Saved entries
● ● ●
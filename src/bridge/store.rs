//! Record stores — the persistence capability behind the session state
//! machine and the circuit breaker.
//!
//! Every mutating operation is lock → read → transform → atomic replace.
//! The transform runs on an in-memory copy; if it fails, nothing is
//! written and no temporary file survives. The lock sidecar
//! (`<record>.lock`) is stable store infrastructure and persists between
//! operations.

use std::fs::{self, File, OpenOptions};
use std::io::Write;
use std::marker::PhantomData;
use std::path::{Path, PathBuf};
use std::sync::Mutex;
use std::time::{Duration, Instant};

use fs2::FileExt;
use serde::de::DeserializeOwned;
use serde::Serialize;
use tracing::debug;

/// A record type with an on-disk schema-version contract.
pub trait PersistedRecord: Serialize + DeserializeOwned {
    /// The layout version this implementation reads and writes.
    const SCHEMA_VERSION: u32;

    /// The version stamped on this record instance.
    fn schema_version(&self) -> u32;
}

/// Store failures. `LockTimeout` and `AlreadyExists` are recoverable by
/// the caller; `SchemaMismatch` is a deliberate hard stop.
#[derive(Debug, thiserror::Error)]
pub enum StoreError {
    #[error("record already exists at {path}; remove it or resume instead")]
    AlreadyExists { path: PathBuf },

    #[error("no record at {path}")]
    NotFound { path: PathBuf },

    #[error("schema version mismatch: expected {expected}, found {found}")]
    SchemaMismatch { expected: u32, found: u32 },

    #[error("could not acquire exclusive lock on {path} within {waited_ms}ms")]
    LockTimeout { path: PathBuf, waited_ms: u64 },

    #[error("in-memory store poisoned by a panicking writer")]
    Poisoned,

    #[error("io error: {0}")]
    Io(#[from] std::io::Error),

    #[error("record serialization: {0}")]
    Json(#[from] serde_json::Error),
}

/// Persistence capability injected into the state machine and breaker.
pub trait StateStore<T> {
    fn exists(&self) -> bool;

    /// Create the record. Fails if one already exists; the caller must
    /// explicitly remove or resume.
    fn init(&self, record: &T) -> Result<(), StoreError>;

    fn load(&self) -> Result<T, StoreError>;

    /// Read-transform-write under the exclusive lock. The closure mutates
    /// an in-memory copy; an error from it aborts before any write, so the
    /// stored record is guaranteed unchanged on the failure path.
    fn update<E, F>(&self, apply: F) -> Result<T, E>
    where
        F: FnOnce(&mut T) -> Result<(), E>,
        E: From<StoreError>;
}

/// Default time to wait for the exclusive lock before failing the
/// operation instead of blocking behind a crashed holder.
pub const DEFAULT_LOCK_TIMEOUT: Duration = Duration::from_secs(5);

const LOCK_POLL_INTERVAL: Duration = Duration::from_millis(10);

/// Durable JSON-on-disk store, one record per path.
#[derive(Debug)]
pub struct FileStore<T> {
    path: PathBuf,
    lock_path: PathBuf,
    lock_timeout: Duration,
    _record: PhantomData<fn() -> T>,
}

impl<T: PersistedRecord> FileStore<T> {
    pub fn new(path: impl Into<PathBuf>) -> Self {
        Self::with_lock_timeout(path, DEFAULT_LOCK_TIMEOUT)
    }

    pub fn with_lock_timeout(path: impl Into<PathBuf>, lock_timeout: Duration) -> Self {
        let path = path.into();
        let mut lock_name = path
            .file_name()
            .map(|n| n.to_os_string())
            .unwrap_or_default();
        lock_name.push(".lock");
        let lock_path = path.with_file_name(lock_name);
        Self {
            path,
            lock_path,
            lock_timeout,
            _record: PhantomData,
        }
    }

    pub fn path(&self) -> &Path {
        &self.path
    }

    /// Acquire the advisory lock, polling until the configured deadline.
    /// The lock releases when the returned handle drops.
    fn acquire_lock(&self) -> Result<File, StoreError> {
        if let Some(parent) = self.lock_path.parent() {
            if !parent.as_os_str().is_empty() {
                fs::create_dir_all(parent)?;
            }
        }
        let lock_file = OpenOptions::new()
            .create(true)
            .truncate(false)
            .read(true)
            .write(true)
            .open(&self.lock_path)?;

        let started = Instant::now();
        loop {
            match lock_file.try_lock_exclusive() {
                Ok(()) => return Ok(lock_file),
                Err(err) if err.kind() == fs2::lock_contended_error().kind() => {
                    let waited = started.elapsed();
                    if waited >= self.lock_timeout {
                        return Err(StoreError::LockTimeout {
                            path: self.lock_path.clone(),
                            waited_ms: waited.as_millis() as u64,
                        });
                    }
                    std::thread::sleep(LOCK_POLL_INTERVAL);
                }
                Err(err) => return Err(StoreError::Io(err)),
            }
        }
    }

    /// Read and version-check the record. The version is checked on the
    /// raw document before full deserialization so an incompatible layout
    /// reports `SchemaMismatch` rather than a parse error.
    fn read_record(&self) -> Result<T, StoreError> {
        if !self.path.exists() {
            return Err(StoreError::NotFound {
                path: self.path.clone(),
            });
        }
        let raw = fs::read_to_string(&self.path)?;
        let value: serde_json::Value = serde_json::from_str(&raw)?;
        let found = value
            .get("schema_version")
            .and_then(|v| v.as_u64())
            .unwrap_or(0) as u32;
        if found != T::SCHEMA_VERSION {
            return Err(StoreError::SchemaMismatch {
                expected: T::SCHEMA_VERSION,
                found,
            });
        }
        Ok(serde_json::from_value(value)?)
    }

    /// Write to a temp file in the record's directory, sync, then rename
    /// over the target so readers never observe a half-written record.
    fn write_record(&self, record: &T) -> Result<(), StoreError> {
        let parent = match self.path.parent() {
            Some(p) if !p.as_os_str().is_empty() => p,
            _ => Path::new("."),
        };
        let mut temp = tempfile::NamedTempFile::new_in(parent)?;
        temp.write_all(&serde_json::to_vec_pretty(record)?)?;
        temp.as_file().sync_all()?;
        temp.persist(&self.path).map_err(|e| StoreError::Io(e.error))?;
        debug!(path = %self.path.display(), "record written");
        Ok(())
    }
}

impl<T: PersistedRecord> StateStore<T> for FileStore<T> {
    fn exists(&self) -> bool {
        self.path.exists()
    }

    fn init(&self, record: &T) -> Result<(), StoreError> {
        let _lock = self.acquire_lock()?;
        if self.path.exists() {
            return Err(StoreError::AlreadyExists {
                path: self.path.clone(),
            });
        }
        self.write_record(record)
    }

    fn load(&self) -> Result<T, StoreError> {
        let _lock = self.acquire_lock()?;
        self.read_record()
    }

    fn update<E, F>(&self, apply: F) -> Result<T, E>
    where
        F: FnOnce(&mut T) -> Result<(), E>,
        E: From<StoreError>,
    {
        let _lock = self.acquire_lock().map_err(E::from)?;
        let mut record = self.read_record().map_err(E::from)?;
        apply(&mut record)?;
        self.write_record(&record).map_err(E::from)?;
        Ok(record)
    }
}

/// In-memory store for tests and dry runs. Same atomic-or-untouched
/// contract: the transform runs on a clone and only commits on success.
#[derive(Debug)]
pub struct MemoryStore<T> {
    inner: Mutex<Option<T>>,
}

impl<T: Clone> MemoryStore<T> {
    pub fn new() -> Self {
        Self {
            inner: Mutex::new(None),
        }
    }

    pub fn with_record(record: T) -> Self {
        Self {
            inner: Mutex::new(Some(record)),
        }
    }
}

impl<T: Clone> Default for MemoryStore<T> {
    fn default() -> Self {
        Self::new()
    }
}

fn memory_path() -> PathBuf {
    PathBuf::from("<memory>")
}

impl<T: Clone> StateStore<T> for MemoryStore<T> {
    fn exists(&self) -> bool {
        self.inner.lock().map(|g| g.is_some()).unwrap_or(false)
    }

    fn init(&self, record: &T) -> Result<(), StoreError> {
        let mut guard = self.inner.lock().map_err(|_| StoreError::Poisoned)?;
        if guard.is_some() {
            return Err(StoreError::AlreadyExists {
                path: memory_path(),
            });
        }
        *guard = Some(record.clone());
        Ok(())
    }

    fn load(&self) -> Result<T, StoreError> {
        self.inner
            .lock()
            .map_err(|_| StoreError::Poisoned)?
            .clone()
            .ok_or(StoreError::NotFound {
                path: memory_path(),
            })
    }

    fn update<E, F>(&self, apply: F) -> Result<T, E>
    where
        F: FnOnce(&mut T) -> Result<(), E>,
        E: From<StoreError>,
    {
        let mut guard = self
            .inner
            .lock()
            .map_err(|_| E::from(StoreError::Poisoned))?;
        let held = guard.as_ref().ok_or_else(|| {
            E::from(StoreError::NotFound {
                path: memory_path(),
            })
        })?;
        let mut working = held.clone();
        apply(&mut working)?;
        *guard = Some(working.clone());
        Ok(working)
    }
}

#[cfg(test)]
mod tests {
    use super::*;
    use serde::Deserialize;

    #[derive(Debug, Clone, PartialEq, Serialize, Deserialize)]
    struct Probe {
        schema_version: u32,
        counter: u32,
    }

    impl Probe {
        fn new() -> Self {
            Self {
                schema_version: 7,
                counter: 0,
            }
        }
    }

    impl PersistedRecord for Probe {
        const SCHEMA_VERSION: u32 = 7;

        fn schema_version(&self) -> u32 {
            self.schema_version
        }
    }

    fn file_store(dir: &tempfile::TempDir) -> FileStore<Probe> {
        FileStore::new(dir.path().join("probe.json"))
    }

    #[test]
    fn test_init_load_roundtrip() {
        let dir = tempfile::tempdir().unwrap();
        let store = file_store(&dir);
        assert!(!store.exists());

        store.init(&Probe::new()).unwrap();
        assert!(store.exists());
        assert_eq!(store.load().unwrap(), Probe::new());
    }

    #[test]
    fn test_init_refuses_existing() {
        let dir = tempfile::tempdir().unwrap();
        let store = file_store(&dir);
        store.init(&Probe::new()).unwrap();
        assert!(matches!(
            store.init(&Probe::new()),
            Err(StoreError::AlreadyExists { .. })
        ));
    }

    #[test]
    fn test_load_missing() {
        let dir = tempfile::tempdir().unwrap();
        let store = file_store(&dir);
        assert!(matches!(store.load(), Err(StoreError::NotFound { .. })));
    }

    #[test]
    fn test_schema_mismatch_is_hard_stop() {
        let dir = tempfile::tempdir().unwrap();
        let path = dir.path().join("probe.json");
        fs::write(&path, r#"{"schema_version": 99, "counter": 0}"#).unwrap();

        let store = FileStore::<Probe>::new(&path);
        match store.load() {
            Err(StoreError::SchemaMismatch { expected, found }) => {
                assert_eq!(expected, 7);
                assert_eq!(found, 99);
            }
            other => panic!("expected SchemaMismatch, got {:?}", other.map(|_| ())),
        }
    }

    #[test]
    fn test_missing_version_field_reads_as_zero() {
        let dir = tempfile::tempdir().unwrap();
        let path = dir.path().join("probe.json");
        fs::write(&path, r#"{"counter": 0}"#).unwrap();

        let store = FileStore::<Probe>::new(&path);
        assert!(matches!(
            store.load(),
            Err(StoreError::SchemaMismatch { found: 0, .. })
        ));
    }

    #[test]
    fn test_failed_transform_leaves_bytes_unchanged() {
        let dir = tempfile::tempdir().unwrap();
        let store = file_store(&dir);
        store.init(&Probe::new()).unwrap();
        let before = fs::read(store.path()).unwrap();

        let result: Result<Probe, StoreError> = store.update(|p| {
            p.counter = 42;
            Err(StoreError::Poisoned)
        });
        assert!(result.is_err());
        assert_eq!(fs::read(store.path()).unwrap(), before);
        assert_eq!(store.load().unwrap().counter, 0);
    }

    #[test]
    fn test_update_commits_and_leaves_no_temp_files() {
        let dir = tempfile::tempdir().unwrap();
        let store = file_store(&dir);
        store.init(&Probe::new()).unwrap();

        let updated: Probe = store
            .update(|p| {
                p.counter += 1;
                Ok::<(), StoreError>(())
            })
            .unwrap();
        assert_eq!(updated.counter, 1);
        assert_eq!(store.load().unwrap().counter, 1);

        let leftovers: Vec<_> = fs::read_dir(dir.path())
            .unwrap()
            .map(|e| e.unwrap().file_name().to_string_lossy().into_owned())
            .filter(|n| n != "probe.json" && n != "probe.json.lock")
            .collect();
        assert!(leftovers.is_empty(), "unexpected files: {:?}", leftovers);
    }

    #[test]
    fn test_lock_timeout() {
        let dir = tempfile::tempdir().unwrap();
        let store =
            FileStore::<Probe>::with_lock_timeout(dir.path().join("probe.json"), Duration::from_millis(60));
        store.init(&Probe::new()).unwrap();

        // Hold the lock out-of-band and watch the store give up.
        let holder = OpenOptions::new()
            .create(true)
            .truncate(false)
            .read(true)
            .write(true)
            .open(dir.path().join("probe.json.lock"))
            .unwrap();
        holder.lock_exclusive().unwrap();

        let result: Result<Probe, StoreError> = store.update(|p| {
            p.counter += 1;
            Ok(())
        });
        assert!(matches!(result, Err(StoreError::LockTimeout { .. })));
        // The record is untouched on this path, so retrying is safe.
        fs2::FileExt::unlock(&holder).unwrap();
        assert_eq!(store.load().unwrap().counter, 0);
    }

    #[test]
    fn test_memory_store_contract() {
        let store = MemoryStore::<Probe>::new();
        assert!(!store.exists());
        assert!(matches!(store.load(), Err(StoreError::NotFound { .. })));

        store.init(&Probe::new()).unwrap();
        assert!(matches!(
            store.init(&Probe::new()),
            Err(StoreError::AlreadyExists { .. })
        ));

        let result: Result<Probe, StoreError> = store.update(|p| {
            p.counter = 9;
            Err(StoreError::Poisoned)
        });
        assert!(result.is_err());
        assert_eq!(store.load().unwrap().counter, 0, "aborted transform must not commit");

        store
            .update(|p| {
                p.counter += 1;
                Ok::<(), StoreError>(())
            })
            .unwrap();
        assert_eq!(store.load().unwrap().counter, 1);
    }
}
● ● ●
Exercise description: Where the word "machine" shows up in a line of the records above, count that line; then give the count by itself.

Solved problem: 2